Impacts du casier judiciaire

Un fardeau à supporter collectivement

Par : Jennifer Cartwright (ASRSQ)

Si la durée de la peine est déterminée le jour du jugement, les impacts du casier judiciaire peuvent cependant être ressentis au-delà de la durée prescrite par la sentence. En plus de la stigmatisation qu’il peut créer, le casier judiciaire peut complexifier de façon importante la démarche de (ré)insertion sociale en nuisant à la recherche d’emploi, en rendant impossibles certains déplacements à l’extérieur du Canada ou en nuisant aux chances de souscrire à une police d’assurance.

 

Employabilité

Il est indéniable que l’emploi occupe un rôle clé dans une démarche de réinsertion sociale. En plus de permettre à un individu de subvenir à ses besoins, il joue un rôle important de valorisation personnelle (en facilitant la « re »construction de l’identité), en plus de permettre l’élargissement du cercle social et de créer un sentiment d’appartenance, voire de bien-être, deux conditions sine qua non à la réinsertion. Inversement, la difficulté à intégrer le marché du travail peut nuire considérablement à la démarche du contrevenant décidé à surmonter son passé judiciaire et à vivre en conformité avec les normes sociales en vigueur.

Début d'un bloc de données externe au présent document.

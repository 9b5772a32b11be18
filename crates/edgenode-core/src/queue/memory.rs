//! In-memory task queue.

use std::collections::{BTreeMap, HashMap, HashSet, VecDeque};
use std::sync::Arc;

use tokio::sync::{Mutex, Notify};

use super::{BucketCounts, QueueSnapshot, TaskRecord};
use crate::domain::{EdgeEvent, ErrorInfo, Priority, Task, TaskHints, TaskId, TaskResult, TaskState};
use crate::error::QueueError;
use crate::ports::{Clock, EventSink};
use crate::scheduler::{AdmissionKey, PriorityScheduler};

/// Queue internals. Every field is only touched with the mutex held.
#[derive(Default)]
struct QueueState {
    /// All records (single source of truth).
    records: HashMap<TaskId, TaskRecord>,

    /// Waiting bucket, in admission order.
    waiting: BTreeMap<AdmissionKey, TaskId>,

    running: HashSet<TaskId>,

    /// Terminal buckets, oldest first.
    completed: VecDeque<TaskId>,
    failed: VecDeque<TaskId>,

    next_seq: u64,
}

impl QueueState {
    fn counts(&self) -> BucketCounts {
        BucketCounts {
            waiting: self.waiting.len(),
            running: self.running.len(),
            completed: self.completed.len(),
            failed: self.failed.len(),
        }
    }

    fn key_of(record: &TaskRecord) -> AdmissionKey {
        AdmissionKey {
            score: record.score,
            seq: record.seq,
        }
    }

    fn pop_next_waiting(&mut self) -> Option<TaskId> {
        let (_, task_id) = self.waiting.pop_first()?;
        Some(task_id)
    }

    fn listing<'a>(&self, ids: impl Iterator<Item = &'a TaskId>) -> Vec<TaskRecord> {
        ids.filter_map(|id| self.records.get(id).cloned()).collect()
    }
}

/// The task queue state machine.
///
/// Four buckets (`waiting`, `running`, `completed`, `failed`); a task id is
/// in exactly one of them. All mutation goes through one async mutex.
/// `changed()` resolves after an enqueue or a terminal transition, which
/// is what the pool's dispatcher waits on.
pub struct TaskQueue {
    state: Mutex<QueueState>,
    notify: Arc<Notify>,
    clock: Arc<dyn Clock>,
    sink: Arc<dyn EventSink>,
}

impl TaskQueue {
    pub fn new(clock: Arc<dyn Clock>, sink: Arc<dyn EventSink>) -> Self {
        Self {
            state: Mutex::new(QueueState::default()),
            notify: Arc::new(Notify::new()),
            clock,
            sink,
        }
    }

    /// Insert into `waiting`. Fails if the id is present in any bucket.
    pub async fn enqueue(&self, task: Task) -> Result<(), QueueError> {
        let event = {
            let mut state = self.state.lock().await;
            if state.records.contains_key(&task.id) {
                return Err(QueueError::DuplicateTask(task.id));
            }

            let seq = state.next_seq;
            state.next_seq += 1;
            let key = PriorityScheduler::key(&task, seq);
            let event = EdgeEvent::TaskEnqueued {
                task_id: task.id.clone(),
                task_type: task.task_type.clone(),
                score: key.score,
            };

            let task_id = task.id.clone();
            let record = TaskRecord::new(task, key.score, seq, self.clock.now());
            state.records.insert(task_id.clone(), record);
            state.waiting.insert(key, task_id);
            event
        };

        self.sink.emit(event);
        self.notify.notify_one();
        Ok(())
    }

    /// Move the highest-ordered waiting task to `running`.
    pub async fn admit_next(&self) -> Option<Task> {
        self.admit_within(usize::MAX).await
    }

    /// Like `admit_next`, but only while fewer than `limit` tasks are
    /// running. The capacity check and the move happen under one lock.
    pub async fn admit_within(&self, limit: usize) -> Option<Task> {
        let (task, running) = {
            let mut state = self.state.lock().await;
            if state.running.len() >= limit {
                return None;
            }
            let task_id = state.pop_next_waiting()?;
            let now = self.clock.now();
            let record = state.records.get_mut(&task_id)?;
            record.start(now);
            let task = record.task.clone();
            state.running.insert(task_id);
            (task, state.running.len())
        };

        self.sink.emit(EdgeEvent::TaskAdmitted {
            task_id: task.id.clone(),
            running,
        });
        Some(task)
    }

    /// `running -> completed`, storing the handler's result.
    pub async fn complete(&self, task_id: &TaskId, result: TaskResult) -> Result<(), QueueError> {
        let duration_ms = result.duration_ms;
        self.finish(task_id, TaskState::Completed, Some(result), None)
            .await?;
        self.sink.emit(EdgeEvent::TaskCompleted {
            task_id: task_id.clone(),
            duration_ms,
        });
        Ok(())
    }

    /// `running -> failed`.
    pub async fn fail(&self, task_id: &TaskId, error: ErrorInfo) -> Result<(), QueueError> {
        self.finish(task_id, TaskState::Failed, None, Some(error.clone()))
            .await?;
        self.sink.emit(EdgeEvent::TaskFailed {
            task_id: task_id.clone(),
            error,
        });
        Ok(())
    }

    /// Route a normalized result to `complete` or `fail` by its status.
    pub async fn settle(&self, task_id: &TaskId, result: TaskResult) -> Result<(), QueueError> {
        if result.is_completed() {
            return self.complete(task_id, result).await;
        }
        let error = result
            .error
            .clone()
            .unwrap_or_else(|| ErrorInfo::new("unknown", "task failed without error detail"));
        self.finish(task_id, TaskState::Failed, Some(result), Some(error.clone()))
            .await?;
        self.sink.emit(EdgeEvent::TaskFailed {
            task_id: task_id.clone(),
            error,
        });
        Ok(())
    }

    async fn finish(
        &self,
        task_id: &TaskId,
        to: TaskState,
        result: Option<TaskResult>,
        error: Option<ErrorInfo>,
    ) -> Result<(), QueueError> {
        {
            let mut state = self.state.lock().await;
            let from = state.records.get(task_id).map(|r| r.state);
            let allowed = from.is_some_and(|from| from.can_transition_to(to));
            if !allowed {
                drop(state);
                return Err(self.reject(task_id, from, to));
            }

            let now = self.clock.now();
            if let Some(record) = state.records.get_mut(task_id) {
                record.finish(to, result, error, now);
            }
            state.running.remove(task_id);
            match to {
                TaskState::Completed => state.completed.push_back(task_id.clone()),
                _ => state.failed.push_back(task_id.clone()),
            }
        }
        self.notify.notify_one();
        Ok(())
    }

    fn reject(&self, task_id: &TaskId, from: Option<TaskState>, to: TaskState) -> QueueError {
        self.sink.emit(EdgeEvent::InvalidTransition {
            task_id: task_id.clone(),
            from,
            to,
        });
        QueueError::InvalidTransition {
            task_id: task_id.clone(),
            from,
            to,
        }
    }

    /// Recompute the score of a waiting task. Its FIFO position among equal
    /// scores is kept.
    pub async fn rescore(
        &self,
        task_id: &TaskId,
        priority: Option<Priority>,
        hints: TaskHints,
    ) -> Result<f64, QueueError> {
        let score = {
            let mut state = self.state.lock().await;
            let Some(record) = state.records.get(task_id) else {
                return Err(QueueError::UnknownTask(task_id.clone()));
            };
            if record.state != TaskState::Waiting {
                let from = Some(record.state);
                drop(state);
                return Err(self.reject(task_id, from, TaskState::Waiting));
            }

            let old_key = QueueState::key_of(record);
            state.waiting.remove(&old_key);

            let Some(record) = state.records.get_mut(task_id) else {
                return Err(QueueError::UnknownTask(task_id.clone()));
            };
            if let Some(priority) = priority {
                record.task.priority = priority;
            }
            record.task.hints = hints;
            record.score = PriorityScheduler::score(&record.task);
            let key = QueueState::key_of(record);
            let score = record.score;
            state.waiting.insert(key, task_id.clone());
            score
        };

        self.sink.emit(EdgeEvent::TaskRescored {
            task_id: task_id.clone(),
            score,
        });
        Ok(score)
    }

    /// Drop a terminal record so its id can be enqueued again.
    pub async fn evict(&self, task_id: &TaskId) -> Result<TaskRecord, QueueError> {
        let record = {
            let mut state = self.state.lock().await;
            let Some(current) = state.records.get(task_id).map(|r| r.state) else {
                return Err(QueueError::UnknownTask(task_id.clone()));
            };
            if !current.is_terminal() {
                return Err(QueueError::NotTerminal {
                    task_id: task_id.clone(),
                    state: current,
                });
            }
            match current {
                TaskState::Completed => state.completed.retain(|id| id != task_id),
                _ => state.failed.retain(|id| id != task_id),
            }
            state
                .records
                .remove(task_id)
                .ok_or_else(|| QueueError::UnknownTask(task_id.clone()))?
        };

        self.sink.emit(EdgeEvent::TaskEvicted {
            task_id: task_id.clone(),
        });
        Ok(record)
    }

    /// Evict the oldest terminal records beyond `keep` per bucket.
    /// Returns how many were dropped.
    pub async fn prune_terminal(&self, keep: usize) -> usize {
        let mut state = self.state.lock().await;
        let mut dropped = 0;
        while state.completed.len() > keep {
            if let Some(id) = state.completed.pop_front() {
                state.records.remove(&id);
                dropped += 1;
            }
        }
        while state.failed.len() > keep {
            if let Some(id) = state.failed.pop_front() {
                state.records.remove(&id);
                dropped += 1;
            }
        }
        dropped
    }

    /// Consistent point-in-time view of all four buckets.
    pub async fn snapshot(&self) -> QueueSnapshot {
        let state = self.state.lock().await;
        let mut running = state.listing(state.running.iter());
        running.sort_by(|a, b| a.started_at.cmp(&b.started_at).then(a.seq.cmp(&b.seq)));
        QueueSnapshot {
            counts: state.counts(),
            waiting: state.listing(state.waiting.values()),
            running,
            completed: state.listing(state.completed.iter()),
            failed: state.listing(state.failed.iter()),
        }
    }

    pub async fn get(&self, task_id: &TaskId) -> Option<TaskRecord> {
        self.state.lock().await.records.get(task_id).cloned()
    }

    pub async fn state_of(&self, task_id: &TaskId) -> Option<TaskState> {
        self.state.lock().await.records.get(task_id).map(|r| r.state)
    }

    pub async fn counts(&self) -> BucketCounts {
        self.state.lock().await.counts()
    }

    pub async fn running_count(&self) -> usize {
        self.state.lock().await.running.len()
    }

    pub async fn waiting_count(&self) -> usize {
        self.state.lock().await.waiting.len()
    }

    /// Wake whoever is waiting in `changed()`.
    pub fn wake(&self) {
        self.notify.notify_one();
    }

    /// Resolves after the next enqueue, terminal transition or `wake()`.
    /// A signal sent while nobody waits is kept for the next caller.
    pub async fn changed(&self) {
        self.notify.notified().await;
    }
}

De nombreuses études ont prouvé que l’existence d’un casier judiciaire est un facteur nuisant grandement à la recherche d’emploi.[1]  Même si la discrimination est officiellement interdite, il peut être difficile à une personne ayant un casier judiciaire de prouver que c’est bien la raison pour laquelle elle a été écartée du processus de sélection : il est fréquent que les employeurs reçoivent un nombre impressionnant de candidatures lors de l’ouverture d’un poste.

Pour éviter une éventuelle discrimination, la Loi sur le casier judiciaire stipule que les formulaires de demande d’emploi du gouvernement fédéral, des sociétés de la Couronne et des entreprises sous juridiction fédérale ne peuvent pas obliger un requérant à divulguer un casier judiciaire si un pardon a été obtenu.

La seule question pouvant être posée est donc la suivante : « Avez-vous déjà été déclaré coupable d’une infraction pour laquelle vous n’avez pas obtenu le pardon ou la réhabilitation ? ». La formulation de la question permet au demandeur de ne rien divulguer de son passé judiciaire.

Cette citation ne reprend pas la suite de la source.